In the framework known as relevance theory, implicature is defined as a counterpart to explicature. The explicatures of an utterance are the communicated assumptions that are developed from its logical form (intuitively, the literal meaning) by supplying additional information from context: by disambiguating ambiguous expressions, assigning referents to pronouns and other variables, and so on. All communicated assumptions that cannot be obtained in this way are implicatures. For example, if Peter says

 Susan told me that her kiwis were too sour.

in the context that Susan participated in a fruit grower's contest, the hearer might arrive at the explicature

 Susan told Peter that the kiwifruit she, Susan, grew were too sour for the judges at the fruit grower's contest.
Now assume that Peter and the hearer both have access to the contextual information that
 Susan is ambitious. If she loses at something, she's pretty downcast.
and that Peter intended the hearer to activate this knowledge. Then this is an implicated premise. The hearer can now draw the contextual implications that
 +> Susan needs to be cheered up.
 +> Peter wants me to ring Susan and cheer her up.
If Peter intended the hearer to come to these implications, they are implicated conclusions. Implicated premises and conclusions are the two types of implicatures in the relevance theoretical sense.

There is no sharp cutoff between implicatures, which are part of the intentional meaning of an utterance, and unintended implications the addressee may draw. For example, there may be no consensus whether
 ?+> Peter wants me to buy Susan some chocolate to cheer her up.
is an implicature of the above utterance. We say this assumption is only weakly implicated, while "Susan needs to be cheered up" is essential for the utterance to achieve relevance for the addressee and is therefore strongly implicated.

===The principle of relevance===

Communicative principle of relevance
Every utterance conveys the information that it is

(a) relevant enough for it to be worth the addressee's effort to process it.

(b) the most relevant one compatible with the communicator's abilities and preferences.
— — adapted from Sperber & Wilson (1995)

Both explicatures and implicatures follow from the communicative principle of relevance, which unlike Grice's cooperative principle is not optional, but is always in force whenever someone communicates – it is descriptive of, not prescriptive for, communicative acts. Consequently, implicatures can arise even if, or precisely because, the communicator is uncooperative. Relevance theory can therefore effortlessly account for the above example about Gérard: If B knows where Gérard lives, and "Somewhere in the South of France" is the most relevant answer compatible with B's preferences, it follows that B is unwilling to disclose his knowledge.

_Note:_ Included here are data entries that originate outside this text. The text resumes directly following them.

//! Ordered message list for one chat thread.
//!
//! Every mutation addressed by id is a no-op when the id is unknown: the UI may
//! hold a stale reference and must never be blocked by it.

use serde::{Deserialize, Serialize};
use uuid::Uuid;

use super::message::{Message, MessageId};

/// Identity of a conversation at the moment a completion call was issued.
/// A response is only appended if the conversation has not been cleared or
/// replaced since.
#[derive(Debug, Clone, Copy, PartialEq, Eq)]
pub struct ConversationTicket {
    conversation: Uuid,
    generation: u64,
}

#[derive(Debug, Clone, Serialize, Deserialize)]
pub struct Conversation {
    id: Uuid,
    #[serde(skip)]
    generation: u64,
    messages: Vec<Message>,
}

impl Default for Conversation {
    fn default() -> Self {
        Self::new()
    }
}

impl Conversation {
    pub fn new() -> Self {
        Self {
            id: Uuid::new_v4(),
            generation: 0,
            messages: Vec::new(),
        }
    }

    /// A new conversation holding renumbered copies of `messages`.
    pub fn from_messages(messages: &[Message]) -> Self {
        Self {
            id: Uuid::new_v4(),
            generation: 0,
            messages: messages.iter().map(Message::renumbered).collect(),
        }
    }

    pub fn id(&self) -> Uuid {
        self.id
    }

    pub fn messages(&self) -> &[Message] {
        &self.messages
    }

    pub fn len(&self) -> usize {
        self.messages.len()
    }

    pub fn is_empty(&self) -> bool {
        self.messages.is_empty()
    }

    pub fn get(&self, id: MessageId) -> Option<&Message> {
        self.messages.iter().find(|m| m.id == id)
    }

    pub fn ids(&self) -> Vec<MessageId> {
        self.messages.iter().map(|m| m.id).collect()
    }

    pub fn ticket(&self) -> ConversationTicket {
        ConversationTicket {
            conversation: self.id,
            generation: self.generation,
        }
    }

    pub fn is_current(&self, ticket: ConversationTicket) -> bool {
        self.ticket() == ticket
    }

    pub fn append(&mut self, message: Message) {
        self.messages.push(message);
    }

    /// Appends only if nothing invalidated `ticket` in the meantime.
    /// Returns whether the message was kept.
    pub fn append_if_current(&mut self, ticket: ConversationTicket, message: Message) -> bool {
        if !self.is_current(ticket) {
            tracing::debug!(
                conversation = %self.id,
                message = %message.id,
                "dropping late response for a cleared conversation"
            );
            return false;
        }
        self.messages.push(message);
        true
    }

    pub fn remove(&mut self, id: MessageId) -> bool {
        match self.messages.iter().position(|m| m.id == id) {
            Some(idx) => {
                self.messages.remove(idx);
                true
            }
            None => false,
        }
    }

    pub fn toggle_dislike(&mut self, id: MessageId) -> bool {
        self.update(id, |m| m.is_disliked = !m.is_disliked)
    }

    /// Flips between `original_content` and its JSON view. Applying it twice
    /// restores the previous `content`.
    pub fn toggle_json_view(&mut self, id: MessageId) -> bool {
        self.update(id, |m| {
            if m.is_json {
                m.content = m.original_content.clone();
                m.is_json = false;
            } else {
                m.content = m.json_view();
                m.is_json = true;
            }
        })
    }

    /// Attaches a function definition to an assistant turn and resets its
    /// response. Other roles are left untouched.
    pub fn attach_function(&mut self, id: MessageId, function_json: &str) -> bool {
        self.update_draft(id, |draft| {
            draft.function_json = function_json.to_string();
            draft.function_response.clear();
        })
    }

    pub fn update_function_json(&mut self, id: MessageId, text: &str) -> bool {
        self.update_draft(id, |draft| draft.function_json = text.to_string())
    }

    pub fn update_function_response(&mut self, id: MessageId, text: &str) -> bool {
        self.update_draft(id, |draft| draft.function_response = text.to_string())
    }

    /// Empties the list and invalidates every outstanding ticket.
    pub fn clear(&mut self) {
        self.messages.clear();
        self.generation += 1;
    }

    /// Replaces the whole list with renumbered copies of `messages`.
    pub fn replace_with_copies(&mut self, messages: &[Message]) {
        self.messages = messages.iter().map(Message::renumbered).collect();
        self.generation += 1;
    }

    /// Appends renumbered copies of `messages`.
    pub fn extend_with_copies(&mut self, messages: &[Message]) {
        self.messages.extend(messages.iter().map(Message::renumbered));
    }

    /// Removes and returns every message; invalidates outstanding tickets.
    pub fn take_all(&mut self) -> Vec<Message> {
        self.generation += 1;
        std::mem::take(&mut self.messages)
    }

    fn update(&mut self, id: MessageId, f: impl FnOnce(&mut Message)) -> bool {
        match self.messages.iter_mut().find(|m| m.id == id) {
            Some(message) => {
                f(message);
                true
            }
            None => {
                tracing::debug!(conversation = %self.id, message = %id, "message not found");
                false
            }
        }
    }

    fn update_draft(&mut self, id: MessageId, f: impl FnOnce(&mut super::message::FunctionCallDraft)) -> bool {
        let mut applied = false;
        self.update(id, |m| {
            if let Some(draft) = m.function_draft_mut() {
                f(draft);
                applied = true;
            }
        });
        applied
    }
}

#[cfg(test)]
mod tests {
    use super::*;

    fn sample() -> Conversation {
        let mut conv = Conversation::new();
        conv.append(Message::user("What's the weather?"));
        conv.append(Message::assistant("Let me check."));
        conv
    }

    #[test]
    fn append_then_remove_restores_list() {
        let mut conv = sample();
        let before = conv.ids();
        let msg = Message::user("extra");
        let id = msg.id;
        conv.append(msg);
        assert_eq!(conv.len(), 3);
        assert!(conv.remove(id));
        assert_eq!(conv.ids(), before);
    }

    #[test]
    fn unknown_ids_are_noops() {
        let mut conv = sample();
        let stranger = Message::user("elsewhere").id;
        assert!(!conv.remove(stranger));
        assert!(!conv.toggle_dislike(stranger));
        assert!(!conv.toggle_json_view(stranger));
        assert!(!conv.attach_function(stranger, "{}"));
        assert_eq!(conv.len(), 2);
    }

    #[test]
    fn json_toggle_round_trips() {
        let mut conv = sample();
        let id = conv.messages()[1].id;

        assert!(conv.toggle_json_view(id));
        let shown = conv.get(id).unwrap();
        assert!(shown.is_json);
        assert_eq!(
            shown.content,
            "{\n  \"role\": \"assistant\",\n  \"content\": \"Let me check.\"\n}"
        );
        assert_eq!(shown.original_content, "Let me check.");

        assert!(conv.toggle_json_view(id));
        let restored = conv.get(id).unwrap();
        assert!(!restored.is_json);
        assert_eq!(restored.content, "Let me check.");
    }

    #[test]
    fn dislike_does_not_touch_content() {
        let mut conv = sample();
        let id = conv.messages()[0].id;
        assert!(conv.toggle_dislike(id));
        assert!(conv.get(id).unwrap().is_disliked);
        assert_eq!(conv.get(id).unwrap().content, "What's the weather?");
        conv.toggle_dislike(id);
        assert!(!conv.get(id).unwrap().is_disliked);
    }

    #[test]
    fn attach_function_resets_response() {
        let mut conv = sample();
        let id = conv.messages()[1].id;
        conv.update_function_response(id, "{\"temp\": 20}");
        assert_eq!(conv.get(id).unwrap().function_response(), Some("{\"temp\": 20}"));

        assert!(conv.attach_function(id, "{\"name\": \"get_weather\"}"));
        let msg = conv.get(id).unwrap();
        assert_eq!(msg.function_json(), Some("{\"name\": \"get_weather\"}"));
        assert_eq!(msg.function_response(), Some(""));
    }

    #[test]
    fn attach_function_ignores_user_turns() {
        let mut conv = sample();
        let id = conv.messages()[0].id;
        assert!(!conv.attach_function(id, "{}"));
        assert_eq!(conv.get(id).unwrap().function_json(), None);
    }

    #[test]
    fn function_edits_are_free_text() {
        let mut conv = sample();
        let id = conv.messages()[1].id;
        assert!(conv.update_function_json(id, "not json at all"));
        assert!(conv.update_function_response(id, "  "));
        let msg = conv.get(id).unwrap();
        assert_eq!(msg.function_json(), Some("not json at all"));
        assert_eq!(msg.function_response(), Some("  "));
    }

    #[test]
    fn clear_invalidates_tickets() {
        let mut conv = sample();
        let ticket = conv.ticket();
        conv.clear();
        assert!(conv.is_empty());
        assert!(!conv.append_if_current(ticket, Message::assistant("late")));
        assert!(conv.is_empty());

        let fresh = conv.ticket();
        assert!(conv.append_if_current(fresh, Message::assistant("on time")));
        assert_eq!(conv.len(), 1);
    }

    #[test]
    fn copies_get_fresh_ids() {
        let source = sample();
        let mut target = Conversation::new();
        target.replace_with_copies(source.messages());

        let source_ids = source.ids();
        assert!(target.ids().iter().all(|id| !source_ids.contains(id)));
        let contents: Vec<&str> = target.messages().iter().map(|m| m.content.as_str()).collect();
        assert_eq!(contents, vec!["What's the weather?", "Let me check."]);
    }
}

===Distinction from explicatures===
All pragmatically derived information, including parts of explicatures that are supplied from context, is calculable and defeasible. Therefore, different criteria are needed in relevance theory to identify implicatures.

Sperber and Wilson originally assumed that implicatures can be sufficiently defined as the communicated assumptions that are not developed from an utterance's logical form, as noted above. On this account, loose language use (saying "This steak is raw" to express that it is really undercooked) is a case of implicature, as are hyperbole and metaphor.

Carston has argued for a more formal approach, namely that an utterance's implicatures cannot entail any of its explicatures. If they did, the resulting redundancies would cause unnecessary effort on part of the addressee, which would run against the principle of relevance. An example of pragmatically derived information that has traditionally been seen as an implicature, but must be an explicature according to Carston's reasoning, has already been mentioned above: "He drank a bottle of vodka and fell into a stupor" → "He drank a bottle of vodka and consequently fell into a stupor". However, there has since been found at least one example of an implicature that does entail an explicature, showing that this test is not infallible:
 A: Did Jim go to the party?
 B: I don't know, but I can tell you that if anybody was there, Jim was there.
 A: Somebody was there – this I know for sure. (I saw John going there.) +> Jim was there. (entails: Somebody was there.)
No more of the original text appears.